2. (statistics) Governed by or involving equal chances for each of the actual or hypothetical members of a population.
Meaning 2 is the one adopted by statistically-minded members of this Forum, not surprisingly since that is the technical definition used in their profession.
Meaning 1 is the one used and assumed by everybody except professional statisticians. It is the one I have consistently followed in all my books, and the one understood by the kinds of people I am trying to communicate with: the kinds of people who need to be convinced of the truth of evolution, or who need better comprehension of what evolution means.
The two halves of Meaning 1 are themselves open to confusion. Meaning 1b ('having no definite aim or purpose') is the meaning assumed by creationists, who therefore regard evolution by natural selection as random, because it has no definite aim or purpose (which they assume to mean intelligently designed aim or purpose). Meaning 1a ('not sent or guided in a special direction') is the meaning adopted by most biologists, who therefore regard natural selection, but not mutation or drift to fixation, as nonrandom because it sends or guides evolution in the direction of adaptive improvement. It has been a large part of my life's work to dispel the confusion between 1a and 1b. So engrossed was I in the battle between 1a and 1b, I was momentarily taken aback by a sudden outflanking manoeuvre from an unexpected source, namely Meaning 2 (which I was aware of but had largely ignored and even forgotten about).

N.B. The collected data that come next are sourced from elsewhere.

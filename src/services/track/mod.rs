//! VK track polling service.
//!
//! Polls the VK `status.get` endpoint every [`types::POLL_INTERVAL`] and
//! publishes the resulting label through a reactive property. All poll
//! failures are translated into fixed labels; nothing here is ever fatal
//! to the loop.

/// Track polling error types
pub mod error;
/// Status fetch against the VK API
pub mod fetch;
/// The recurring poll loop
mod monitoring;
/// The poller service itself
mod service;
/// Wire types and fixed labels
pub mod types;

pub use error::TrackError;
pub use fetch::{StatusFetcher, TrackSource};
pub use service::TrackPollerService;
pub use types::{
    NETWORK_ERROR_LABEL, POLL_INTERVAL, REQUEST_ERROR_LABEL, TOKEN_ERROR_LABEL, TRACK_PREFIX,
};
use thiserror::Error;

use crate::{secret_store::SecretStoreError, services::track::TrackError};

/// Top-level widget error.
#[derive(Error, Debug)]
pub enum WidgetError {
    /// IO failure while touching config or state files.
    #[error("IO error: {0}")]
    Io(#[from] std::io::Error),

    /// Secret storage could not be read or written.
    #[error("Secret storage error: {0}")]
    SecretStore(#[from] SecretStoreError),

    /// Status fetch failed at the transport or decode layer.
    #[error("Track poll error: {0}")]
    Track(#[from] TrackError),
}

/// Crate-wide result alias.
pub type Result<T> = std::result::Result<T, WidgetError>;
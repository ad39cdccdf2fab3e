//! Persistent secret storage for the widget.
//!
//! The widget stores exactly one secret, the VK access token, keyed by a
//! fixed string. The store is a small JSON file in the config directory;
//! the trait seam exists so tests can substitute an in-memory store.

use std::{collections::HashMap, fs, path::PathBuf, time::SystemTime};

use async_trait::async_trait;
use serde::{Deserialize, Serialize};
use thiserror::Error;
use tracing::{info, instrument, warn};

use crate::config::ConfigPaths;

/// Key under which the VK access token is stored.
pub const TOKEN_KEY: &str = "token";

/// Errors that can occur while reading or writing secret storage.
#[derive(Error, Debug)]
pub enum SecretStoreError {
    /// The secrets file or its directory could not be accessed.
    #[error("IO error: {0}")]
    Io(#[from] std::io::Error),

    /// A secret value could not be serialized for storage.
    #[error("Failed to encode secrets: {0}")]
    Encode(#[from] serde_json::Error),
}

/// Key/value secret storage used by the widget.
///
/// Only two operations are needed: asynchronous get-by-key and
/// asynchronous set-by-key.
#[async_trait]
pub trait SecretStore: Send + Sync {
    /// Look up a stored secret.
    ///
    /// # Errors
    /// Returns error if the backing storage cannot be read.
    async fn get(&self, key: &str) -> Result<Option<String>, SecretStoreError>;

    /// Persist a secret, replacing any previous value for the key.
    ///
    /// # Errors
    /// Returns error if the backing storage cannot be written.
    async fn set(&self, key: &str, value: &str) -> Result<(), SecretStoreError>;
}

/// On-disk layout of the secrets file.
#[derive(Debug, Clone, Serialize, Deserialize)]
struct SecretFile {
    secrets: HashMap<String, String>,
    last_updated: SystemTime,
}

impl Default for SecretFile {
    fn default() -> Self {
        Self {
            secrets: HashMap::new(),
            last_updated: SystemTime::now(),
        }
    }
}

/// File-backed secret store at `$XDG_CONFIG_HOME/vkstatus/secrets.json`.
#[derive(Debug, Clone)]
pub struct FileSecretStore {
    path: PathBuf,
}

impl FileSecretStore {
    /// Create a store rooted at the default config directory.
    ///
    /// # Errors
    /// Returns error if the config directory cannot be determined.
    pub fn new() -> Result<Self, SecretStoreError> {
        Ok(Self {
            path: ConfigPaths::secrets_file()?,
        })
    }

    /// Create a store backed by an explicit file path.
    pub fn at(path: PathBuf) -> Self {
        Self { path }
    }

    /// Load the secrets file, or return defaults if it doesn't exist.
    ///
    /// A corrupted file is treated as empty rather than fatal; the user can
    /// re-enter the token.
    fn load(&self) -> Result<SecretFile, SecretStoreError> {
        if self.path.exists() {
            let content = fs::read_to_string(&self.path)?;
            let file: SecretFile = serde_json::from_str(&content).unwrap_or_else(|_| {
                warn!("Invalid secrets file, starting empty");
                SecretFile::default()
            });
            Ok(file)
        } else {
            Ok(SecretFile::default())
        }
    }

    fn save(&self, file: &SecretFile) -> Result<(), SecretStoreError> {
        if let Some(parent) = self.path.parent() {
            fs::create_dir_all(parent)?;
        }

        let content = serde_json::to_string_pretty(file)?;
        fs::write(&self.path, content)?;

        // Token material: keep the file owner-readable only.
        #[cfg(unix)]
        {
            use std::os::unix::fs::PermissionsExt;
            fs::set_permissions(&self.path, fs::Permissions::from_mode(0o600))?;
        }

        Ok(())
    }
}

#[async_trait]
impl SecretStore for FileSecretStore {
    #[instrument(skip(self))]
    async fn get(&self, key: &str) -> Result<Option<String>, SecretStoreError> {
        let file = self.load()?;
        Ok(file.secrets.get(key).cloned())
    }

    #[instrument(skip(self, value))]
    async fn set(&self, key: &str, value: &str) -> Result<(), SecretStoreError> {
        let mut file = self.load()?;
        file.secrets.insert(key.to_string(), value.to_string());
        file.last_updated = SystemTime::now();
        self.save(&file)?;
        info!("Secret updated: {key}");

        Ok(())
    }
}
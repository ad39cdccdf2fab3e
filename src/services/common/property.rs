use std::fmt::Debug;

use futures::stream::Stream;
use tokio::sync::watch;
use tokio_stream::wrappers::WatchStream;

/// A reactive property that can be watched for changes.
///
/// When the value changes, all watchers are notified automatically.
/// Each watcher gets the current value immediately when subscribing.
#[derive(Clone)]
pub struct Property<T: Clone + Send + Sync + 'static> {
    tx: watch::Sender<T>,
    rx: watch::Receiver<T>,
}

impl<T: Clone + Send + Sync + 'static> Property<T> {
    /// Create a new property with an initial value.
    pub fn new(initial: T) -> Self {
        let (tx, rx) = watch::channel(initial);
        Self { tx, rx }
    }

    /// Set a new value and notify all watchers.
    ///
    /// Only updates if the value is different (requires PartialEq).
    /// Only accessible within the crate to prevent external modification.
    pub(crate) fn set(&self, new_value: T)
    where
        T: PartialEq,
    {
        let _ = self.tx.send_if_modified(|current| {
            if *current != new_value {
                *current = new_value;
                true
            } else {
                false
            }
        });
    }

    /// Get the current value.
    ///
    /// This is a synchronous operation that clones the current value.
    pub fn get(&self) -> T {
        self.rx.borrow().clone()
    }

    /// Watch for changes to this property.
    ///
    /// The stream immediately yields the current value, then yields
    /// whenever the value changes.
    pub fn watch(&self) -> impl Stream<Item = T> + Send {
        WatchStream::new(self.rx.clone())
    }
}

impl<T: Clone + Send + Sync + Debug + 'static> Debug for Property<T> {
    fn fmt(&self, f: &mut std::fmt::Formatter<'_>) -> std::fmt::Result {
        f.debug_struct("Property")
            .field("value", &self.get())
            .finish()
    }
}
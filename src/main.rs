//! Vkstatus entry point.
//!
//! Runs the status widget by default; `set-token` only prompts for and
//! stores the VK access token, for use on the next run.

use std::{error::Error, fs, sync::Arc};

use clap::Parser;
use futures::StreamExt;
use tracing::info;
use vkstatus::{
    cli::{Cli, Command},
    config::ConfigPaths,
    prompt::{TerminalPrompt, TokenPrompt},
    secret_store::{FileSecretStore, SecretStore, TOKEN_KEY},
    status_bar::StatusBar,
    tracing_config,
    widget::{CANCELLED_NOTICE, TrackWidget},
};

#[tokio::main]
async fn main() -> Result<(), Box<dyn Error>> {
    let cli = Cli::parse();

    if cli.log_file {
        tracing_config::init_with_file()?;
    } else {
        tracing_config::init()?;
    }

    ensure_widget_directories()?;

    match cli.command {
        Some(Command::SetToken) => set_token().await,
        None => run_widget().await,
    }
}

/// Re-runs the prompt-and-store flow without starting the widget.
async fn set_token() -> Result<(), Box<dyn Error>> {
    let store = FileSecretStore::new()?;

    match TerminalPrompt.read_token().await? {
        Some(token) => {
            store.set(TOKEN_KEY, &token).await?;
            println!("Token stored.");
        }
        None => println!("{CANCELLED_NOTICE}"),
    }

    Ok(())
}

/// Full widget lifecycle: activate, mirror track updates onto the status
/// bar, tear down on Ctrl-C.
async fn run_widget() -> Result<(), Box<dyn Error>> {
    info!("Starting vkstatus widget");

    let store = Arc::new(FileSecretStore::new()?);
    let widget = TrackWidget::new(store, Arc::new(TerminalPrompt));

    if !widget.activate().await? {
        // Cancelled token entry: nothing to poll.
        return Ok(());
    }

    let mut bar = StatusBar::stdout();
    let mut labels = Box::pin(widget.service().current_track.watch());

    loop {
        tokio::select! {
            _ = tokio::signal::ctrl_c() => break,
            Some(label) = labels.next() => {
                // The property starts blank; the surface stays empty until
                // the first poll lands.
                if !label.is_empty() {
                    bar.set_track(&label);
                }
            }
        }
    }

    info!("Shutting down");
    widget.deactivate().await;
    bar.dispose();

    Ok(())
}

fn ensure_widget_directories() -> Result<(), Box<dyn Error>> {
    let config_dir = ConfigPaths::config_dir()?;
    if !config_dir.exists() {
        info!("Creating config directory: {}", config_dir.display());
        fs::create_dir_all(&config_dir)?;
    }
    Ok(())
}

After some reflection, I shall continue to use Meaning 1, and shall continue my efforts to disentangle the confusion between 1a and 1b. I might think about possible ways to clarify the side issue of the confusion with Meaning 2. I don't think it is unkind to say that the postings to this forum by partisans of Meaning 2 are not well-adapted to enlighten laypeople. I can't help wondering whether it would be wise even to attempt to explain Meaning 2 to laypeople, while the more important confusion between 1a and 1b remains the dominant barrier to general understanding of evolution.
And now, I don't know about the rest of you but I've had enough of this. I'm going back to work. Goodbye.